Selon M. Grad, la raison invoquée est que la couverture de soins y est «trop optimale». «On couvre 100% des besoins. On nous demande de revenir à 80%. C'est rendu grave de dire aux aînés qu'ils ne sont pas assez importants pour avoir 100% de leurs soins, dénonce M. Grad. On sabre toujours les services. Mais les cadres, eux?»

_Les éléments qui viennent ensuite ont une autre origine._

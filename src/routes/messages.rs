use actix_web::{delete, get, patch, post, web, HttpResponse};
use serde::Deserialize;
use uuid::Uuid;

use crate::error::AppError;
use crate::middleware::AuthedUser;
use crate::models::MessageKind;
use crate::state::AppState;
use crate::websocket::events::broadcast_message_new;

#[derive(Debug, Deserialize)]
pub struct SendMessageRequest {
    pub content: String,
    #[serde(default)]
    pub kind: Option<MessageKind>,
    #[serde(default)]
    pub reply_to: Option<Uuid>,
}

#[derive(Debug, Deserialize)]
pub struct HistoryParams {
    #[serde(default)]
    pub page: Option<i64>,
    #[serde(default)]
    pub page_size: Option<i64>,
}

#[derive(Debug, Deserialize)]
pub struct EditMessageRequest {
    pub content: String,
}

/// POST /conversations/{id}/messages
/// Persist a message and fan it out to the conversation's live room.
#[post("/conversations/{id}/messages")]
pub async fn send_message(
    state: web::Data<AppState>,
    user: AuthedUser,
    path: web::Path<Uuid>,
    body: web::Json<SendMessageRequest>,
) -> Result<HttpResponse, AppError> {
    let body = body.into_inner();
    let message = state
        .messages
        .send(
            path.into_inner(),
            user.id,
            &body.content,
            body.kind,
            body.reply_to,
        )
        .await?;

    broadcast_message_new(&state.registry, &message).await;
    Ok(HttpResponse::Created().json(message))
}

/// GET /conversations/{id}/messages
///
/// Returns one page of history, oldest first. Fetching a page marks its
/// messages read for the caller.
#[get("/conversations/{id}/messages")]
pub async fn list_messages(
    state: web::Data<AppState>,
    user: AuthedUser,
    path: web::Path<Uuid>,
    params: web::Query<HistoryParams>,
) -> Result<HttpResponse, AppError> {
    let page = params.page.unwrap_or(1);
    let page_size = params.page_size.unwrap_or(state.config.default_page_size);

    let history = state
        .messages
        .list(path.into_inner(), user.id, page, page_size)
        .await?;
    Ok(HttpResponse::Ok().json(history))
}

/// PATCH /messages/{id}
/// Sender-only content edit.
#[patch("/messages/{id}")]
pub async fn edit_message(
    state: web::Data<AppState>,
    user: AuthedUser,
    path: web::Path<Uuid>,
    body: web::Json<EditMessageRequest>,
) -> Result<HttpResponse, AppError> {
    let message = state
        .messages
        .edit(path.into_inner(), user.id, &body.content)
        .await?;
    Ok(HttpResponse::Ok().json(message))
}

/// DELETE /messages/{id}
/// Sender-only soft delete; idempotent.
#[delete("/messages/{id}")]
pub async fn delete_message(
    state: web::Data<AppState>,
    user: AuthedUser,
    path: web::Path<Uuid>,
) -> Result<HttpResponse, AppError> {
    state.messages.delete(path.into_inner(), user.id).await?;
    Ok(HttpResponse::NoContent().finish())
}
//! Bearer-token identity extraction.
//!
//! Session issuance lives in the identity service; this layer only verifies
//! the HS256 signature and expiry, then exposes the caller's user id.

use actix_web::http::header::AUTHORIZATION;
use actix_web::{web, FromRequest, HttpRequest};
use jsonwebtoken::{decode, Algorithm, DecodingKey, Validation};
use serde::{Deserialize, Serialize};
use std::future::{ready, Ready};
use uuid::Uuid;

use crate::error::AppError;
use crate::state::AppState;

#[derive(Debug, Clone, Serialize, Deserialize)]
pub struct Claims {
    pub sub: Uuid,
    pub exp: i64,
}

pub fn decode_token(token: &str, secret: &str) -> Result<Claims, AppError> {
    let validation = Validation::new(Algorithm::HS256);
    decode::<Claims>(
        token,
        &DecodingKey::from_secret(secret.as_bytes()),
        &validation,
    )
    .map(|data| data.claims)
    .map_err(|e| {
        tracing::debug!(error = %e, "token rejected");
        AppError::Unauthorized
    })
}

/// Authenticated caller, extracted from the `Authorization: Bearer` header.
#[derive(Debug, Clone, Copy)]
pub struct AuthedUser {
    pub id: Uuid,
}

fn extract(req: &HttpRequest) -> Result<AuthedUser, actix_web::Error> {
    let state = req
        .app_data::<web::Data<AppState>>()
        .ok_or(AppError::Internal)?;

    let token = req
        .headers()
        .get(AUTHORIZATION)
        .and_then(|v| v.to_str().ok())
        .and_then(|s| s.strip_prefix("Bearer "))
        .ok_or(AppError::Unauthorized)?;

    let claims = decode_token(token, &state.config.jwt_secret)?;
    Ok(AuthedUser { id: claims.sub })
}

impl FromRequest for AuthedUser {
    type Error = actix_web::Error;
    type Future = Ready<Result<Self, Self::Error>>;

    fn from_request(req: &HttpRequest, _payload: &mut actix_web::dev::Payload) -> Self::Future {
        ready(extract(req))
    }
}

#[cfg(test)]
mod tests {
    use super::*;
    use jsonwebtoken::{encode, EncodingKey, Header};

    #[test]
    fn round_trips_valid_token() {
        let claims = Claims {
            sub: Uuid::new_v4(),
            exp: (chrono::Utc::now() + chrono::Duration::hours(1)).timestamp(),
        };
        let token = encode(
            &Header::default(),
            &claims,
            &EncodingKey::from_secret(b"test-secret"),
        )
        .unwrap();

        let decoded = decode_token(&token, "test-secret").unwrap();
        assert_eq!(decoded.sub, claims.sub);
    }

    #[test]
    fn rejects_wrong_secret() {
        let claims = Claims {
            sub: Uuid::new_v4(),
            exp: (chrono::Utc::now() + chrono::Duration::hours(1)).timestamp(),
        };
        let token = encode(
            &Header::default(),
            &claims,
            &EncodingKey::from_secret(b"test-secret"),
        )
        .unwrap();

        assert!(decode_token(&token, "other-secret").is_err());
    }
}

La directrice du CSSS Jeanne-Mance, Sylvie Simard, explique que, comme la loi interdit les déficits, elle a dû retrancher 3 millions de dollars dans les programmes d'hébergement pour aînés et 1,5 million dans les soins à domicile. Quant à savoir si des coupes auront aussi lieu dans l'administration, Mme Simard assure que oui: «Je ne peux pas vous dire le chiffre exact, mais je crois que ça tourne autour de 1,5 million. On revoit toute l'organisation», dit-elle.

Augmentation soutenue

La présidente de la Fédération interprofessionnelle de la santé, Régine Laurent, est estomaquée par la hausse constante du nombre de cadres dans le réseau de la santé: «Il n'y a jamais eu autant de personnel cadre et administratif et ça n'a jamais été aussi mal! Il y a un problème!»

Le ministère de la Santé confirme l'augmentation du nombre de cadres et reconnaît que la création des CSSS, qui devait alléger la structure administrative, n'a pas donné de résultats substantiels. Mais le MSSS réplique que, depuis 2000, le taux de salariés par cadre est resté stable au Québec.

Le MSSS assure que des cadres sont parfois congédiés mais que leurs tâches s'alourdissent et que les postes sont de plus en plus difficiles à pourvoir. Donc, même quand un cadre est en difficulté, le gouvernement «travaille avec lui à développer ses compétences pour le replacer dans le niveau hiérarchique».

La directrice générale par intérim de l'Association du personnel d'encadrement du réseau de santé, Anne-Marie Chiquette, confirme que la création des CSSS a augmenté de beaucoup le nombre de cadres au Québec. Mais elle estime que leur rôle est essentiel. «Du personnel de soin, on en voudrait toujours plus. Mais il y a pénurie, note-t-elle. Depuis peu, on ne remplace qu'un employé sur deux qui partent à la retraite chez les cadres du réseau. C'est beaucoup plus facile d'abolir un poste de cadre qu'un poste syndiqué dans le réseau!»